The Code of Conduct for the Employment Agencies sector was developed by Assolavoro to contribute to the proper application of data protection regulations in the Employment Agencies sector, in accordance with Article 40.2 of the GDPR. The draft Code was initially submitted for public consultation for 30 days, and comments received were considered for amendments.

Subsequently, by Decision No. 12 of January 11, 2024 (web doc. No. 9983415), the Garante approved the Code, the publication of which took place in the Official Gazette No. 55 of March 6, 2024; consequently, as the simultaneous accreditation of the Monitoring Body took place, it entered into force on March 7, 2024, as specified in Article 17 of the same Code of Conduct.
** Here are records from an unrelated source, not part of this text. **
//! Fetch Queue
//!
//! FIFO queue of pending lookups drained by a fixed pool of workers. The pool
//! size is the concurrency bound: a lookup only runs while a worker holds it.

use std::fmt;
use std::panic::AssertUnwindSafe;
use std::sync::atomic::{AtomicBool, AtomicU64, AtomicUsize, Ordering};
use std::sync::{Arc, Mutex, PoisonError};

use futures::FutureExt;
use tokio::sync::{mpsc, Mutex as AsyncMutex};
use tracing::{debug, info, warn};

use crate::cache::CacheStore;
use crate::error::{HydrateError, Result};
use crate::resolver::{resolve_and_record, Resolver};

// == Outcome ==
/// What became of one scheduled lookup.
#[derive(Debug, Clone, PartialEq, Eq)]
pub enum Outcome {
    /// The lookup ran and its result is cached; `None` means no photo.
    Resolved(Option<String>),
    /// The queue shut down before a worker picked the lookup up.
    Dropped,
}

/// Callback receiving the outcome of one lookup.
pub type Completion = Box<dyn FnOnce(Outcome) + Send + 'static>;

type SharedReceiver = Arc<AsyncMutex<mpsc::UnboundedReceiver<QueuedRequest>>>;

// == Queued Request ==
/// A lookup waiting for a free worker.
pub struct QueuedRequest {
    /// Key to resolve
    pub key: String,
    /// Fired once with the outcome, after the cache write
    on_complete: Completion,
}

impl fmt::Debug for QueuedRequest {
    fn fmt(&self, f: &mut fmt::Formatter<'_>) -> fmt::Result {
        f.debug_struct("QueuedRequest")
            .field("key", &self.key)
            .finish_non_exhaustive()
    }
}

// == Queue Stats ==
/// Point-in-time view of the queue.
#[derive(Debug, Clone, Copy, Default, PartialEq, Eq, serde::Serialize)]
pub struct QueueStats {
    /// Lookups currently running
    pub in_flight: usize,
    /// Lookups waiting for a worker
    pub queued: usize,
    /// Highest `in_flight` ever observed
    pub peak_in_flight: usize,
    /// Lookups handed to a worker so far
    pub dispatched: u64,
    /// Lookups that ran to completion
    pub completed: u64,
    /// Lookups discarded by shutdown before they started
    pub dropped: u64,
    /// Lookups whose resolver panicked
    pub panicked: u64,
}

#[derive(Debug, Default)]
struct Counters {
    in_flight: AtomicUsize,
    queued: AtomicUsize,
    peak_in_flight: AtomicUsize,
    dispatched: AtomicU64,
    completed: AtomicU64,
    dropped: AtomicU64,
    panicked: AtomicU64,
}

impl Counters {
    fn dequeue(&self) {
        let _ = self
            .queued
            .fetch_update(Ordering::SeqCst, Ordering::SeqCst, |q| Some(q.saturating_sub(1)));
    }

    fn begin(&self) {
        self.dequeue();
        self.dispatched.fetch_add(1, Ordering::SeqCst);
        let now = self.in_flight.fetch_add(1, Ordering::SeqCst) + 1;
        self.peak_in_flight.fetch_max(now, Ordering::SeqCst);
    }

    fn finish(&self) {
        self.in_flight.fetch_sub(1, Ordering::SeqCst);
        self.completed.fetch_add(1, Ordering::SeqCst);
    }

    fn drop_queued(&self) {
        self.dequeue();
        self.dropped.fetch_add(1, Ordering::SeqCst);
    }
}

/// Settles a request that will never run.
fn discard(request: QueuedRequest, counters: &Counters) {
    counters.drop_queued();
    debug!(key = %request.key, "Dropping queued lookup");
    (request.on_complete)(Outcome::Dropped);
}

// == Fetch Queue ==
/// Bounded-concurrency lookup queue.
///
/// Requests start in the order they were scheduled; once started they run
/// to completion, shutdown included. There is no priority and no
/// per-request cancellation.
pub struct FetchQueue {
    /// Sending half of the FIFO, None once shut down
    sender: Mutex<Option<mpsc::UnboundedSender<QueuedRequest>>>,
    receiver: SharedReceiver,
    /// Set on shutdown; workers discard whatever they dequeue afterwards
    closed: Arc<AtomicBool>,
    counters: Arc<Counters>,
    max_concurrent: usize,
}

impl fmt::Debug for FetchQueue {
    fn fmt(&self, f: &mut fmt::Formatter<'_>) -> fmt::Result {
        f.debug_struct("FetchQueue")
            .field("max_concurrent", &self.max_concurrent)
            .field("stats", &self.stats())
            .finish()
    }
}

impl FetchQueue {
    // == Start ==
    /// Spawns `max_concurrent` workers and returns the queue feeding them.
    ///
    /// Must be called from within a Tokio runtime. A zero bound is raised to
    /// one so the queue can always drain.
    pub fn start(
        max_concurrent: usize,
        resolver: Arc<dyn Resolver>,
        cache: Arc<CacheStore>,
    ) -> Self {
        let max_concurrent = max_concurrent.max(1);
        let (sender, receiver) = mpsc::unbounded_channel();
        let receiver = Arc::new(AsyncMutex::new(receiver));
        let counters = Arc::new(Counters::default());
        let closed = Arc::new(AtomicBool::new(false));

        for id in 0..max_concurrent {
            spawn_worker(
                id,
                receiver.clone(),
                closed.clone(),
                resolver.clone(),
                cache.clone(),
                counters.clone(),
            );
        }

        info!(max_concurrent, "Fetch queue started");

        Self {
            sender: Mutex::new(Some(sender)),
            receiver,
            closed,
            counters,
            max_concurrent,
        }
    }

    // == Schedule ==
    /// Appends a lookup for `key` to the tail of the queue.
    ///
    /// An idle worker picks it up immediately. `on_complete` fires exactly
    /// once: after the outcome has been written to the cache, or with
    /// `Outcome::Dropped` if shutdown discards the request first. Fails only
    /// when the queue has been shut down.
    pub fn schedule<F>(&self, key: impl Into<String>, on_complete: F) -> Result<()>
    where
        F: FnOnce(Outcome) + Send + 'static,
    {
        let request = QueuedRequest {
            key: key.into(),
            on_complete: Box::new(on_complete),
        };

        let sender = self.sender.lock().unwrap_or_else(PoisonError::into_inner);
        let Some(sender) = sender.as_ref() else {
            return Err(HydrateError::QueueClosed);
        };

        debug!(key = %request.key, "Scheduling lookup");
        self.counters.queued.fetch_add(1, Ordering::SeqCst);
        if sender.send(request).is_err() {
            self.counters.queued.fetch_sub(1, Ordering::SeqCst);
            return Err(HydrateError::QueueClosed);
        }
        Ok(())
    }

    // == Stats ==
    /// Returns the current queue statistics.
    pub fn stats(&self) -> QueueStats {
        QueueStats {
            in_flight: self.counters.in_flight.load(Ordering::SeqCst),
            queued: self.counters.queued.load(Ordering::SeqCst),
            peak_in_flight: self.counters.peak_in_flight.load(Ordering::SeqCst),
            dispatched: self.counters.dispatched.load(Ordering::SeqCst),
            completed: self.counters.completed.load(Ordering::SeqCst),
            dropped: self.counters.dropped.load(Ordering::SeqCst),
            panicked: self.counters.panicked.load(Ordering::SeqCst),
        }
    }

    pub fn in_flight(&self) -> usize {
        self.counters.in_flight.load(Ordering::SeqCst)
    }

    pub fn max_concurrent(&self) -> usize {
        self.max_concurrent
    }

    pub fn is_closed(&self) -> bool {
        self.sender
            .lock()
            .unwrap_or_else(PoisonError::into_inner)
            .is_none()
    }

    // == Shutdown ==
    /// Stops accepting work.
    ///
    /// Lookups already running finish and are cached as usual. Lookups still
    /// waiting are discarded, each firing its callback with
    /// `Outcome::Dropped`. Workers exit once the FIFO is empty.
    pub fn shutdown(&self) {
        let sender = self
            .sender
            .lock()
            .unwrap_or_else(PoisonError::into_inner)
            .take();
        if sender.is_none() {
            return;
        }
        self.closed.store(true, Ordering::SeqCst);
        drop(sender);

        let waiting = self.counters.queued.load(Ordering::SeqCst);

        // Busy workers do not hold the receiver, so the backlog drains here.
        // A worker that does hold it sees `closed` and discards the rest.
        if let Ok(mut receiver) = self.receiver.try_lock() {
            while let Ok(request) = receiver.try_recv() {
                discard(request, &self.counters);
            }
        }

        if waiting > 0 {
            warn!(dropped = waiting, "Fetch queue shut down with pending lookups");
        } else {
            info!("Fetch queue shut down");
        }
    }
}

impl Drop for FetchQueue {
    fn drop(&mut self) {
        self.shutdown();
    }
}

/// Spawns one detached worker pulling requests off the shared FIFO.
///
/// The worker exits once the channel is closed and empty. Between requests it releases
/// its slot, so at most one lookup per worker is ever in flight. A panicking
/// resolver is recorded as a failed lookup and the worker carries on.
fn spawn_worker(
    id: usize,
    receiver: SharedReceiver,
    closed: Arc<AtomicBool>,
    resolver: Arc<dyn Resolver>,
    cache: Arc<CacheStore>,
    counters: Arc<Counters>,
) {
    tokio::spawn(async move {
        debug!(worker = id, "Fetch worker started");

        loop {
            let next = {
                let mut receiver = receiver.lock().await;
                receiver.recv().await
            };
            let Some(request) = next else {
                break;
            };

            if closed.load(Ordering::SeqCst) {
                discard(request, &counters);
                continue;
            }

            counters.begin();
            let lookup = AssertUnwindSafe(resolve_and_record(
                resolver.as_ref(),
                &cache,
                &request.key,
            ))
            .catch_unwind()
            .await;
            let value = match lookup {
                Ok(value) => value,
                Err(_) => {
                    warn!(worker = id, key = %request.key, "Resolver panicked, recording lookup as failed");
                    counters.panicked.fetch_add(1, Ordering::SeqCst);
                    cache.put(&request.key, None);
                    None
                }
            };
            counters.finish();

            debug!(worker = id, key = %request.key, found = value.is_some(), "Lookup complete");
            (request.on_complete)(Outcome::Resolved(value));
        }

        debug!(worker = id, "Fetch worker stopped");
    });
}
Subjective roles of Employment Agencies and Client

The code of conduct for Employment Agencies specifies the subjective privacy roles that intervene between the same Employment Agencies and their respective Clients, i.e., companies or entities that turn to Employment Agencies to obtain certain services (Art. 4, code of conduct). This guidance is generally applicable and provides useful pointers for the correct subjective framing in the privacy relations between these parties, independently of the actual adherence of the Employment Agency to the recalled code.

In the context of Employment Agencies’activities with Clients, excluding outsourced services, the APL generally assumes the role of Data Controller. This means that in the performance of activities such as labor administration, personnel search and selection, brokerage, and outplacement support, the Employment Agency is accountable in its own right for the relevant processing of personal data. In all these cases, the relationship between the Employment Agency and the Client takes the form of an Controller-Controller relationship, as both parties independently determine the purposes and methods of personal data processing. Consequently, the flow of data between the Employment Agency and the Client represents a “communication,” i.e., a distinct processing operation subject to a specific legal basis, as will be seen below.

Conversely, in the case of an outsourcing assignment, where the Agency processes personal data on behalf of the Client, the Agency would, as a general rule, have to be designated as a Data Processor under Article 28 of the GDPR; the relevant data flow between the Agency and the Client, therefore, will still take place within the scope of the processing operations under the Client controller.